On August 11 the heat wave reached its height, with an official high temperature of 94° (although much hotter on the street) and high humidity. The New York Times wrote, “The days of death continue. The sun is still unwearied of scourging.” That day the heat contributed to as many as250 deaths in Manhattan, with another 100 in Brooklyn, and almost 300 people were admitted to hospitals. New Yorkers seemed to go mad, killing each other and themselves. Because the city did not lift its ban on sleeping in parks, people took refuge on their tenement roofs or down on the piers, and inevitably some fell to their deaths or drowned. Every salivating dog on the street was labeled “mad” and was gunned down by a police officer. The SPCA reported that 500 horses had died in the previous five days due to heat. Residents of 96th Street complained that sixteen horses belonging to the Second Avenue Railroad Company had died and were still lying in the street, while in a short walk one reporter counted more than a dozen dead horses.
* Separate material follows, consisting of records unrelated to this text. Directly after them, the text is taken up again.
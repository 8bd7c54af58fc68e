use agency_core_api::AgentCode;
use async_trait::async_trait;

use crate::models::agent::AgentModel;

/// Lookup of an agent by its unique hierarchical code
#[async_trait]
pub trait FindByCode: Send + Sync {
    async fn find_by_code(
        &self,
        code: &AgentCode,
    ) -> Result<Option<AgentModel>, Box<dyn std::error::Error + Send + Sync>>;
}
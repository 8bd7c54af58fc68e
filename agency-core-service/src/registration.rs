use agency_core_api::{
    generate_code, AgentCode, ApiError, ApiResult, CommissionTable, RegisterAgentRequest, MAX_LEVEL,
};
use agency_core_db::{
    AgentModel, AgentRepository, AgentStatus, CreateBatch, FindByCode, ReserveNextSequence,
};
use chrono::Utc;
use heapless::String as HeaplessString;
use rust_decimal::Decimal;
use std::sync::Arc;
use tracing::{debug, info};
use uuid::Uuid;
use validator::Validate;

/// Creates new agents below an optional recruiting agent.
///
/// This is the only place `AgentModel` records are constructed. A failed
/// registration writes no agent; at most a reserved sequence number is
/// consumed.
pub struct RegistrationService<R: AgentRepository> {
    repo: Arc<R>,
    table: CommissionTable,
}

impl<R: AgentRepository> RegistrationService<R> {
    pub fn new(repo: Arc<R>, table: CommissionTable) -> Self {
        Self { repo, table }
    }

    pub async fn register(&self, request: RegisterAgentRequest) -> ApiResult<AgentModel> {
        request.validate()?;

        let parent = match request.normalized_parent_code() {
            Some(code) => Some(self.resolve_parent(code).await?),
            None => None,
        };

        let level = match &parent {
            Some(parent) if parent.level >= MAX_LEVEL => {
                return Err(ApiError::DepthExceeded(format!(
                    "Agent {} is at level {}, recruits would exceed level {MAX_LEVEL}",
                    parent.code, parent.level
                )));
            }
            Some(parent) => parent.level + 1,
            None => 1,
        };

        let display_name: HeaplessString<100> = bounded("display_name", &request.display_name)?;
        let email: Option<HeaplessString<100>> =
            request.email.as_deref().map(|v| bounded("email", v)).transpose()?;
        let phone: Option<HeaplessString<20>> =
            request.phone.as_deref().map(|v| bounded("phone", v)).transpose()?;

        let parent_code = parent.as_ref().map(|p| &p.code);
        let sequence = self.repo.reserve_next_sequence(parent_code).await?;
        let code = generate_code(parent_code, sequence)?;
        debug!(%code, sequence, "Reserved agent code");

        let agent = AgentModel {
            id: Uuid::new_v4(),
            code,
            display_name,
            email,
            phone,
            parent_id: parent.as_ref().map(|p| p.id),
            level,
            commission_rate: self.table.rate_for_level(level),
            wallet_balance: Decimal::ZERO,
            lifetime_earnings: Decimal::ZERO,
            customer_count: 0,
            policies_sold: 0,
            status: AgentStatus::PendingApproval,
            joined_at: Utc::now(),
        };

        let agent = self
            .repo
            .create_batch(vec![agent])
            .await?
            .pop()
            .ok_or_else(|| ApiError::InternalError("Repository returned no agent".to_string()))?;

        info!(
            agent_id = %agent.id,
            code = %agent.code,
            level = agent.level,
            "Registered agent pending approval"
        );
        Ok(agent)
    }

    async fn resolve_parent(&self, code: &str) -> ApiResult<AgentModel> {
        let code = AgentCode::parse(code)?;
        let parent = self
            .repo
            .find_by_code(&code)
            .await?
            .ok_or_else(|| ApiError::NotFound(format!("Parent agent with code {code}")))?;

        if parent.code.level() != parent.level {
            return Err(ApiError::DataIntegrity(format!(
                "Agent {} is stored at level {} but its code encodes level {}",
                parent.code,
                parent.level,
                parent.code.level()
            )));
        }
        Ok(parent)
    }
}

fn bounded<const N: usize>(field: &str, value: &str) -> ApiResult<HeaplessString<N>> {
    HeaplessString::try_from(value)
        .map_err(|_| ApiError::InvalidArgument(format!("{field} exceeds {N} bytes")))
}
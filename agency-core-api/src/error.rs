use thiserror::Error;

#[derive(Error, Debug, Clone, PartialEq, Eq)]
pub enum ApiError {
    #[error("Invalid argument: {0}")]
    InvalidArgument(String),

    #[error("Not found: {0}")]
    NotFound(String),

    #[error("Hierarchy depth exceeded: {0}")]
    DepthExceeded(String),

    #[error("Data integrity error: {0}")]
    DataIntegrity(String),

    #[error("Configuration error: {0}")]
    ConfigError(String),

    #[error("Database error: {0}")]
    DatabaseError(String),

    #[error("Internal error: {0}")]
    InternalError(String),
}

pub type ApiResult<T> = Result<T, ApiError>;

/// Repository traits report failures as boxed errors; anything surfacing
/// from the storage layer is a database error from the caller's point of view.
impl From<Box<dyn std::error::Error + Send + Sync>> for ApiError {
    fn from(err: Box<dyn std::error::Error + Send + Sync>) -> Self {
        ApiError::DatabaseError(err.to_string())
    }
}

impl From<validator::ValidationErrors> for ApiError {
    fn from(errors: validator::ValidationErrors) -> Self {
        ApiError::InvalidArgument(errors.to_string())
    }
}
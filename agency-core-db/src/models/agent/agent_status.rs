use serde::{Deserialize, Deserializer, Serialize, Serializer};
use std::str::FromStr;

/// Database model for agent status enum
#[derive(Debug, Clone, Copy, PartialEq, Eq, Hash, sqlx::Type)]
#[sqlx(type_name = "agent_status", rename_all = "PascalCase")]
pub enum AgentStatus {
    PendingApproval,
    Active,
    Suspended,
}

impl AgentStatus {
    /// Whether the lifecycle allows moving from `self` to `next`
    pub fn can_transition_to(self, next: AgentStatus) -> bool {
        matches!(
            (self, next),
            (AgentStatus::PendingApproval, AgentStatus::Active)
                | (AgentStatus::Active, AgentStatus::Suspended)
                | (AgentStatus::Suspended, AgentStatus::Active)
        )
    }
}

impl std::fmt::Display for AgentStatus {
    fn fmt(&self, f: &mut std::fmt::Formatter<'_>) -> std::fmt::Result {
        match self {
            AgentStatus::PendingApproval => write!(f, "PendingApproval"),
            AgentStatus::Active => write!(f, "Active"),
            AgentStatus::Suspended => write!(f, "Suspended"),
        }
    }
}

impl FromStr for AgentStatus {
    type Err = ();

    fn from_str(s: &str) -> Result<Self, Self::Err> {
        match s {
            "PendingApproval" => Ok(AgentStatus::PendingApproval),
            "Active" => Ok(AgentStatus::Active),
            "Suspended" => Ok(AgentStatus::Suspended),
            _ => Err(()),
        }
    }
}

impl Serialize for AgentStatus {
    fn serialize<S>(&self, serializer: S) -> Result<S::Ok, S::Error>
    where
        S: Serializer,
    {
        serializer.serialize_str(&self.to_string())
    }
}

impl<'de> Deserialize<'de> for AgentStatus {
    fn deserialize<D>(deserializer: D) -> Result<Self, D::Error>
    where
        D: Deserializer<'de>,
    {
        let value_str = String::deserialize(deserializer)?;
        AgentStatus::from_str(&value_str)
            .map_err(|_| serde::de::Error::custom(format!("Invalid AgentStatus: {value_str}")))
    }
}

#[cfg(test)]
mod tests {
    use super::*;

    #[test]
    fn test_allowed_transitions() {
        use AgentStatus::*;
        assert!(PendingApproval.can_transition_to(Active));
        assert!(Active.can_transition_to(Suspended));
        assert!(Suspended.can_transition_to(Active));

        assert!(!PendingApproval.can_transition_to(Suspended));
        assert!(!Active.can_transition_to(PendingApproval));
        assert!(!Active.can_transition_to(Active));
        assert!(!Suspended.can_transition_to(PendingApproval));
    }

    #[test]
    fn test_round_trip_through_str() {
        for status in [AgentStatus::PendingApproval, AgentStatus::Active, AgentStatus::Suspended] {
            assert_eq!(status.to_string().parse::<AgentStatus>(), Ok(status));
        }
        assert!("Deleted".parse::<AgentStatus>().is_err());
    }
}
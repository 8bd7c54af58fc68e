use agency_core_api::{ApiError, ApiResult};
use agency_core_db::{AgentModel, AgentRepository, AgentStatus, FindById, TransitionStatus};
use std::sync::Arc;
use tracing::info;
use uuid::Uuid;

/// Status transitions of registered agents
pub struct AgentLifecycle<R: AgentRepository> {
    repo: Arc<R>,
}

impl<R: AgentRepository> AgentLifecycle<R> {
    pub fn new(repo: Arc<R>) -> Self {
        Self { repo }
    }

    /// Pending approval -> active
    pub async fn approve(&self, agent_id: Uuid) -> ApiResult<AgentModel> {
        self.transition(agent_id, AgentStatus::Active, AgentStatus::PendingApproval)
            .await
    }

    pub async fn suspend(&self, agent_id: Uuid) -> ApiResult<AgentModel> {
        self.transition(agent_id, AgentStatus::Suspended, AgentStatus::Active)
            .await
    }

    pub async fn reactivate(&self, agent_id: Uuid) -> ApiResult<AgentModel> {
        self.transition(agent_id, AgentStatus::Active, AgentStatus::Suspended)
            .await
    }

    async fn transition(
        &self,
        agent_id: Uuid,
        next: AgentStatus,
        expected: AgentStatus,
    ) -> ApiResult<AgentModel> {
        if !expected.can_transition_to(next) {
            return Err(ApiError::InvalidArgument(format!(
                "Agents cannot move from {expected} to {next}"
            )));
        }

        match self.repo.transition_status(agent_id, expected, next).await? {
            Some(agent) => {
                info!(code = %agent.code, from = %expected, to = %next, "Agent status changed");
                Ok(agent)
            }
            None => {
                // Nothing changed; report why
                let agent = self
                    .repo
                    .find_by_id(agent_id)
                    .await?
                    .ok_or_else(|| ApiError::NotFound(format!("Agent {agent_id}")))?;
                Err(ApiError::InvalidArgument(format!(
                    "Agent {} is {}, cannot move to {next}",
                    agent.code, agent.status
                )))
            }
        }
    }
}
use agency_core_api::{AgentCode, ApiError, ApiResult, MAX_LEVEL};
use agency_core_db::{AgentModel, AgentRepository, FindByCode, FindById, FindByParent};
use std::collections::{HashSet, VecDeque};
use std::sync::Arc;
use tracing::{debug, error, warn};
use uuid::Uuid;

/// At most two agents sit above a level 3 agent
pub const MAX_UPLINE_HOPS: usize = (MAX_LEVEL - 1) as usize;

/// A member of an agent's downline
#[derive(Debug, Clone, PartialEq)]
pub struct DescendantAgent {
    pub agent: AgentModel,
    /// Distance from the queried agent; direct recruits are at depth 0
    pub depth: u32,
}

/// An agent together with its upline, nearest parent first
#[derive(Debug, Clone, PartialEq)]
pub struct Upline {
    pub agent: AgentModel,
    pub ancestors: Vec<AgentModel>,
}

#[derive(Debug, Clone, PartialEq, Eq)]
pub struct TeamSummary {
    pub agent_id: Uuid,
    pub total_members: usize,
    /// `members_by_depth[d]` counts the downline members at depth `d`
    pub members_by_depth: Vec<usize>,
    pub policies_sold: i64,
    pub customers: i64,
}

/// Walks parent links of the agent hierarchy in both directions.
///
/// Every walk tracks visited agents; reaching an agent twice means the
/// parent links form a cycle and is reported as `DataIntegrity`.
pub struct HierarchyWalker<R: AgentRepository> {
    repo: Arc<R>,
}

impl<R: AgentRepository> Clone for HierarchyWalker<R> {
    fn clone(&self) -> Self {
        Self {
            repo: self.repo.clone(),
        }
    }
}

impl<R: AgentRepository> HierarchyWalker<R> {
    pub fn new(repo: Arc<R>) -> Self {
        Self { repo }
    }

    pub fn repository(&self) -> &Arc<R> {
        &self.repo
    }

    /// All agents whose parent chain reaches `agent_id`, breadth first
    pub async fn descendants(&self, agent_id: Uuid) -> ApiResult<Vec<DescendantAgent>> {
        let agent = self.require_agent(agent_id).await?;

        let mut visited = HashSet::from([agent.id]);
        let mut queue = VecDeque::from([(agent.id, 0u32)]);
        let mut team = Vec::new();

        while let Some((parent_id, depth)) = queue.pop_front() {
            for child in self.repo.find_by_parent(parent_id).await? {
                if !visited.insert(child.id) {
                    error!(
                        agent = %agent.code,
                        repeated = %child.code,
                        "Cycle detected while walking downline"
                    );
                    return Err(ApiError::DataIntegrity(format!(
                        "Cycle detected in downline of {}: agent {} reached twice",
                        agent.code, child.code
                    )));
                }
                queue.push_back((child.id, depth + 1));
                team.push(DescendantAgent { agent: child, depth });
            }
        }

        debug!(agent = %agent.code, members = team.len(), "Walked downline");
        Ok(team)
    }

    /// Upline of `agent_id`, nearest parent first
    pub async fn ancestors(&self, agent_id: Uuid) -> ApiResult<Vec<AgentModel>> {
        let agent = self.require_agent(agent_id).await?;
        self.ancestors_of(&agent).await
    }

    /// Agents above the cap are not returned, but the walk still follows
    /// their parent links so that a ring of any length is reported
    pub(crate) async fn ancestors_of(&self, agent: &AgentModel) -> ApiResult<Vec<AgentModel>> {
        let mut visited = HashSet::from([agent.id]);
        let mut upline = Vec::with_capacity(MAX_UPLINE_HOPS);
        let mut truncated = 0usize;
        let mut next = agent.parent_id;

        while let Some(parent_id) = next {
            if !visited.insert(parent_id) {
                error!(agent = %agent.code, %parent_id, "Cycle detected while walking upline");
                return Err(ApiError::DataIntegrity(format!(
                    "Cycle detected in upline of {}: agent {parent_id} reached twice",
                    agent.code
                )));
            }

            let parent = self.repo.find_by_id(parent_id).await?.ok_or_else(|| {
                ApiError::DataIntegrity(format!(
                    "Upline of {} references missing agent {parent_id}",
                    agent.code
                ))
            })?;
            next = parent.parent_id;
            if upline.len() < MAX_UPLINE_HOPS {
                upline.push(parent);
            } else {
                truncated += 1;
            }
        }

        if truncated > 0 {
            warn!(
                agent = %agent.code,
                ignored = truncated,
                "Upline exceeds {MAX_UPLINE_HOPS} hops, ignoring agents above"
            );
        }
        Ok(upline)
    }

    /// Resolves `code` and returns the agent with its upline
    pub async fn upline_by_code(&self, code: &str) -> ApiResult<Upline> {
        let code = AgentCode::parse(code.trim())?;
        let agent = self
            .repo
            .find_by_code(&code)
            .await?
            .ok_or_else(|| ApiError::NotFound(format!("Agent with code {code}")))?;
        let ancestors = self.ancestors_of(&agent).await?;
        Ok(Upline { agent, ancestors })
    }

    pub async fn team_summary(&self, agent_id: Uuid) -> ApiResult<TeamSummary> {
        let team = self.descendants(agent_id).await?;

        let mut members_by_depth: Vec<usize> = Vec::new();
        let mut policies_sold = 0i64;
        let mut customers = 0i64;
        for member in &team {
            let depth = member.depth as usize;
            if members_by_depth.len() <= depth {
                members_by_depth.resize(depth + 1, 0);
            }
            members_by_depth[depth] += 1;
            policies_sold += i64::from(member.agent.policies_sold);
            customers += i64::from(member.agent.customer_count);
        }

        Ok(TeamSummary {
            agent_id,
            total_members: team.len(),
            members_by_depth,
            policies_sold,
            customers,
        })
    }

    pub(crate) async fn require_agent(&self, agent_id: Uuid) -> ApiResult<AgentModel> {
        self.repo
            .find_by_id(agent_id)
            .await?
            .ok_or_else(|| ApiError::NotFound(format!("Agent {agent_id}")))
    }
}

#[cfg(test)]
mod tests {
    use super::*;
    use crate::test_utils::{
        create_cyclic_pair, create_cyclic_triple, create_test_agent, create_test_chain, repository_with,
    };

    #[tokio::test]
    async fn test_ancestors_nearest_first() {
        let (root, mid, leaf) = create_test_chain();
        let walker = HierarchyWalker::new(repository_with(vec![root.clone(), mid.clone(), leaf.clone()]));

        let upline = walker.ancestors(leaf.id).await.unwrap();
        assert_eq!(upline, vec![mid.clone(), root.clone()]);

        assert_eq!(walker.ancestors(mid.id).await.unwrap(), vec![root.clone()]);
        assert!(walker.ancestors(root.id).await.unwrap().is_empty());
    }

    #[tokio::test]
    async fn test_descendants_carry_depth() {
        let (root, mid, leaf) = create_test_chain();
        let walker = HierarchyWalker::new(repository_with(vec![root.clone(), mid.clone(), leaf.clone()]));

        let team = walker.descendants(root.id).await.unwrap();
        assert_eq!(team.len(), 2);
        assert!(team.iter().any(|m| m.agent.id == mid.id && m.depth == 0));
        assert!(team.iter().any(|m| m.agent.id == leaf.id && m.depth == 1));

        assert!(walker.descendants(leaf.id).await.unwrap().is_empty());
    }

    #[tokio::test]
    async fn test_unknown_agent_is_not_found() {
        let walker = HierarchyWalker::new(repository_with(vec![]));
        let unknown = Uuid::new_v4();

        assert!(matches!(walker.ancestors(unknown).await, Err(ApiError::NotFound(_))));
        assert!(matches!(walker.descendants(unknown).await, Err(ApiError::NotFound(_))));
    }

    #[tokio::test]
    async fn test_cycle_is_data_integrity_error() {
        let (a, b) = create_cyclic_pair();
        let walker = HierarchyWalker::new(repository_with(vec![a.clone(), b.clone()]));

        assert!(matches!(walker.descendants(a.id).await, Err(ApiError::DataIntegrity(_))));
        assert!(matches!(walker.ancestors(a.id).await, Err(ApiError::DataIntegrity(_))));
        assert!(matches!(walker.ancestors(b.id).await, Err(ApiError::DataIntegrity(_))));
    }

    #[tokio::test]
    async fn test_self_parent_is_data_integrity_error() {
        let mut agent = create_test_agent("AG003", None);
        agent.parent_id = Some(agent.id);
        let walker = HierarchyWalker::new(repository_with(vec![agent.clone()]));

        assert!(matches!(walker.ancestors(agent.id).await, Err(ApiError::DataIntegrity(_))));
        assert!(matches!(walker.descendants(agent.id).await, Err(ApiError::DataIntegrity(_))));
    }

    #[tokio::test]
    async fn test_dangling_parent_is_data_integrity_error() {
        let root = create_test_agent("AG001", None);
        let orphan = create_test_agent("AG001-1", Some(&root));
        let walker = HierarchyWalker::new(repository_with(vec![orphan.clone()]));

        assert!(matches!(walker.ancestors(orphan.id).await, Err(ApiError::DataIntegrity(_))));
    }

    #[tokio::test]
    async fn test_upline_is_capped_at_two_hops() {
        // Corrupt chain four agents deep; only the two nearest count
        let (root, mid, leaf) = create_test_chain();
        let mut below = create_test_agent("AG001-1-1-1", Some(&leaf));
        below.level = 3;
        let walker = HierarchyWalker::new(repository_with(vec![
            root,
            mid.clone(),
            leaf.clone(),
            below.clone(),
        ]));

        let upline = walker.ancestors(below.id).await.unwrap();
        assert_eq!(upline, vec![leaf, mid]);
    }

    #[tokio::test]
    async fn test_upline_by_code() {
        let (root, mid, leaf) = create_test_chain();
        let walker = HierarchyWalker::new(repository_with(vec![root.clone(), mid.clone(), leaf.clone()]));

        let upline = walker.upline_by_code(" AG001-1-1 ").await.unwrap();
        assert_eq!(upline.agent.id, leaf.id);
        assert_eq!(upline.ancestors, vec![mid, root]);

        assert!(matches!(walker.upline_by_code("AG00").await, Err(ApiError::InvalidArgument(_))));
        assert!(matches!(walker.upline_by_code("AG404").await, Err(ApiError::NotFound(_))));
    }

    #[tokio::test]
    async fn test_team_summary() {
        let (root, mut mid, mut leaf) = create_test_chain();
        let mut sibling = create_test_agent("AG001-2", Some(&root));
        mid.policies_sold = 4;
        mid.customer_count = 3;
        leaf.policies_sold = 2;
        leaf.customer_count = 2;
        sibling.policies_sold = 1;
        sibling.customer_count = 1;
        let walker = HierarchyWalker::new(repository_with(vec![root.clone(), mid, leaf, sibling]));

        let summary = walker.team_summary(root.id).await.unwrap();
        assert_eq!(summary.total_members, 3);
        assert_eq!(summary.members_by_depth, vec![2, 1]);
        assert_eq!(summary.policies_sold, 7);
        assert_eq!(summary.customers, 6);
    }

    #[tokio::test]
    async fn test_ring_of_three_is_data_integrity_error() {
        let (a, b, c) = create_cyclic_triple();
        let walker = HierarchyWalker::new(repository_with(vec![a.clone(), b.clone(), c.clone()]));

        for agent in [&a, &b, &c] {
            assert!(matches!(walker.ancestors(agent.id).await, Err(ApiError::DataIntegrity(_))));
            assert!(matches!(walker.descendants(agent.id).await, Err(ApiError::DataIntegrity(_))));
        }
        assert!(matches!(walker.upline_by_code("AG011").await, Err(ApiError::DataIntegrity(_))));
    }

    #[tokio::test]
    async fn test_ring_beyond_hop_cap_is_data_integrity_error() {
        // A -> B -> C -> D -> A; the repeat is only seen past the second hop
        let mut ring: Vec<AgentModel> = ["AG021", "AG022", "AG023", "AG024"]
            .into_iter()
            .map(|code| create_test_agent(code, None))
            .collect();
        let ids: Vec<Uuid> = ring.iter().map(|agent| agent.id).collect();
        for (i, agent) in ring.iter_mut().enumerate() {
            agent.parent_id = Some(ids[(i + 1) % ids.len()]);
        }
        let first = ring[0].id;
        let walker = HierarchyWalker::new(repository_with(ring));

        assert!(matches!(walker.ancestors(first).await, Err(ApiError::DataIntegrity(_))));
    }
}
use async_trait::async_trait;
use agency_core_api::AgentCode;
use agency_core_db::models::agent::AgentModel;
use agency_core_db::repository::find_by_code::FindByCode;
use std::error::Error;

use super::repo_impl::AgentRepositoryImpl;

#[async_trait]
impl FindByCode for AgentRepositoryImpl {
    async fn find_by_code(
        &self,
        code: &AgentCode,
    ) -> Result<Option<AgentModel>, Box<dyn Error + Send + Sync>> {
        let query = sqlx::query("SELECT * FROM agent WHERE code = $1").bind(code.as_str().to_string());
        Ok(self.fetch_agents(query).await?.pop())
    }
}
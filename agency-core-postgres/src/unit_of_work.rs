//! Transaction shared by the repositories of one session
//!
//! Every repository built for a session holds a clone of the same
//! `Executor`, so all of their statements run in one transaction. The
//! transaction is rolled back if the last clone is dropped before `commit`.

use sqlx::{Postgres, Transaction};
use std::sync::Arc;
use tokio::sync::Mutex;

#[derive(Clone)]
pub struct Executor {
    pub tx: Arc<Mutex<Option<Transaction<'static, Postgres>>>>,
}

impl Executor {
    pub fn new(tx: Transaction<'static, Postgres>) -> Self {
        Self {
            tx: Arc::new(Mutex::new(Some(tx))),
        }
    }

    pub async fn commit(&self) -> Result<(), sqlx::Error> {
        match self.tx.lock().await.take() {
            Some(tx) => tx.commit().await,
            None => Err(consumed()),
        }
    }

    pub async fn rollback(&self) -> Result<(), sqlx::Error> {
        match self.tx.lock().await.take() {
            Some(tx) => tx.rollback().await,
            None => Err(consumed()),
        }
    }
}

fn consumed() -> sqlx::Error {
    sqlx::Error::Protocol("Transaction has been consumed".to_string())
}
pub mod agent_repository;
pub mod create_batch;
pub mod find_by_code;
pub mod find_by_id;
pub mod find_by_parent;
pub mod in_memory;
pub mod list_all;
pub mod pagination;
pub mod record_sale;
pub mod reserve_next_sequence;
pub mod transition_status;
pub mod update_batch;

// Re-exports
pub use agent_repository::*;
pub use create_batch::*;
pub use find_by_code::*;
pub use find_by_id::*;
pub use find_by_parent::*;
pub use in_memory::*;
pub use list_all::*;
pub use pagination::*;
pub use record_sale::*;
pub use reserve_next_sequence::*;
pub use transition_status::*;
pub use update_batch::*;
use async_trait::async_trait;

use crate::models::identifiable::Identifiable;

/// Generic repository trait for creating multiple entities in a batch
///
/// All creates are performed atomically: either every item is stored or
/// none is.
#[async_trait]
pub trait CreateBatch<T: Identifiable>: Send + Sync {
    /// # Arguments
    /// * `items` - A vector of entities to create
    ///
    /// # Returns
    /// * `Ok(Vec<T>)` - The created entities
    /// * `Err` - An error if an item could not be stored (e.g. duplicate id or code)
    async fn create_batch(
        &self,
        items: Vec<T>,
    ) -> Result<Vec<T>, Box<dyn std::error::Error + Send + Sync>>;
}
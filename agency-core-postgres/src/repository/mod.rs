pub mod agent_repository;
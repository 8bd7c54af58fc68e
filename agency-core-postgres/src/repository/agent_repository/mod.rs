pub mod repo_impl;
pub mod create_batch;
pub mod find_by_code;
pub mod find_by_id;
pub mod find_by_parent;
pub mod list_all;
pub mod record_sale;
pub mod reserve_next_sequence;
pub mod transition_status;
pub mod update_batch;

pub use repo_impl::AgentRepositoryImpl;
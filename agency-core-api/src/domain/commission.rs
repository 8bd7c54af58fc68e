use rust_decimal::{Decimal, RoundingStrategy};
use serde::{Deserialize, Serialize};

use crate::config::CommissionConfig;
use crate::error::{ApiError, ApiResult};

/// Number of decimal places commission amounts are rounded to (minor currency unit)
pub const MONEY_SCALE: u32 = 2;

/// Commission rates keyed by hierarchy level.
///
/// Rates are fractions of the premium (0.15 == 15%). Levels outside 1..=3
/// earn nothing.
#[derive(Debug, Clone, Copy, PartialEq, Eq, Serialize, Deserialize)]
#[serde(try_from = "CommissionConfig", into = "CommissionConfig")]
pub struct CommissionTable {
    level_1: Decimal,
    level_2: Decimal,
    level_3: Decimal,
}

impl CommissionTable {
    /// Builds a table, rejecting rates outside `[0, 1]`
    pub fn new(level_1: Decimal, level_2: Decimal, level_3: Decimal) -> ApiResult<Self> {
        for (level, rate) in [(1, level_1), (2, level_2), (3, level_3)] {
            if rate < Decimal::ZERO || rate > Decimal::ONE {
                return Err(ApiError::ConfigError(format!(
                    "Commission rate for level {level} must be between 0 and 1, got {rate}"
                )));
            }
        }
        Ok(Self {
            level_1,
            level_2,
            level_3,
        })
    }

    pub fn rate_for_level(&self, level: u8) -> Decimal {
        match level {
            1 => self.level_1,
            2 => self.level_2,
            3 => self.level_3,
            _ => Decimal::ZERO,
        }
    }

    /// `premium * rate`, rounded half away from zero to the minor currency unit
    pub fn commission_for_level(&self, premium: Decimal, level: u8) -> Decimal {
        round_money(premium * self.rate_for_level(level))
    }
}

impl Default for CommissionTable {
    fn default() -> Self {
        Self {
            level_1: Decimal::new(15, 2),
            level_2: Decimal::new(10, 2),
            level_3: Decimal::new(5, 2),
        }
    }
}

impl TryFrom<&CommissionConfig> for CommissionTable {
    type Error = ApiError;

    fn try_from(config: &CommissionConfig) -> Result<Self, Self::Error> {
        CommissionTable::new(config.level_1_rate, config.level_2_rate, config.level_3_rate)
    }
}

impl TryFrom<CommissionConfig> for CommissionTable {
    type Error = ApiError;

    fn try_from(config: CommissionConfig) -> Result<Self, Self::Error> {
        CommissionTable::try_from(&config)
    }
}

impl From<CommissionTable> for CommissionConfig {
    fn from(table: CommissionTable) -> Self {
        Self {
            level_1_rate: table.level_1,
            level_2_rate: table.level_2,
            level_3_rate: table.level_3,
        }
    }
}

/// Rate of the standard commission table
pub fn rate_for_level(level: u8) -> Decimal {
    CommissionTable::default().rate_for_level(level)
}

/// Commission of the standard commission table
pub fn commission_for_level(premium: Decimal, level: u8) -> Decimal {
    CommissionTable::default().commission_for_level(premium, level)
}

pub fn round_money(amount: Decimal) -> Decimal {
    amount.round_dp_with_strategy(MONEY_SCALE, RoundingStrategy::MidpointAwayFromZero)
}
In his Autobiography (1913), Roosevelt would later recount the story of a shopkeeper who complained of a dead horse that had lain in front of his business for several days. When the city finally sent a giant cart containing eleven other dead horses to take the carcass away, the cart broke down. The man, Roosevelt remembered, sent “a final pathetic letter in which he requested us to remove either the horses or his shop, he didn’t care which.” The heat wave finally broke on August 14: the high temperature was only 80°, and the nighttime temperature fell to 70° for the first time in ten days. With the official response limited to the initiative of individuals like Roosevelt, and some private charities already giving away free ice, it is not surprising that the city only opened “ice stations” for the poor beginning in 1919. Still, the heat wave may have contributed to the debate over tenement conditions among the poor and to the subsequent passage of the Tenement House Law of 1901 that mandated better ventilation for urban housing.
Portent of the Future?
Today, heat remains the country’s biggest natural disaster killer, claiming on average more lives than earthquakes, floods, tornadoes, and hurricanes combined. Recent heat waves around the world reinforce heat’s ability to kill: 1,700 were killed in the 1980 U.S. heat wave; more than 700 people died in Chicago in 1995; and the European heat wave of 2003 contributed to an estimated 52,000 deaths, 15,000 in France alone. Most scientists agree that the number of extreme heat waves will increase, and the World Meteorological Organization estimates that the number of heat-related fatalities could double in less than twenty years. Yet people died in 2003 and 1995 for the same reasons they died in 1896: heat sources in the city, particulate matter in the air, and the very architecture of cities; employers who took no precautions for their workers, who literally worked themselves to death; no access to air conditioning or cool water; and nothing done to aid the most vulnerable, the very young and the very old. Thus the 1896 New York heat wave can still give us clues as to how cities should and shouldn’t respond to future heat waves, so lives can be saved.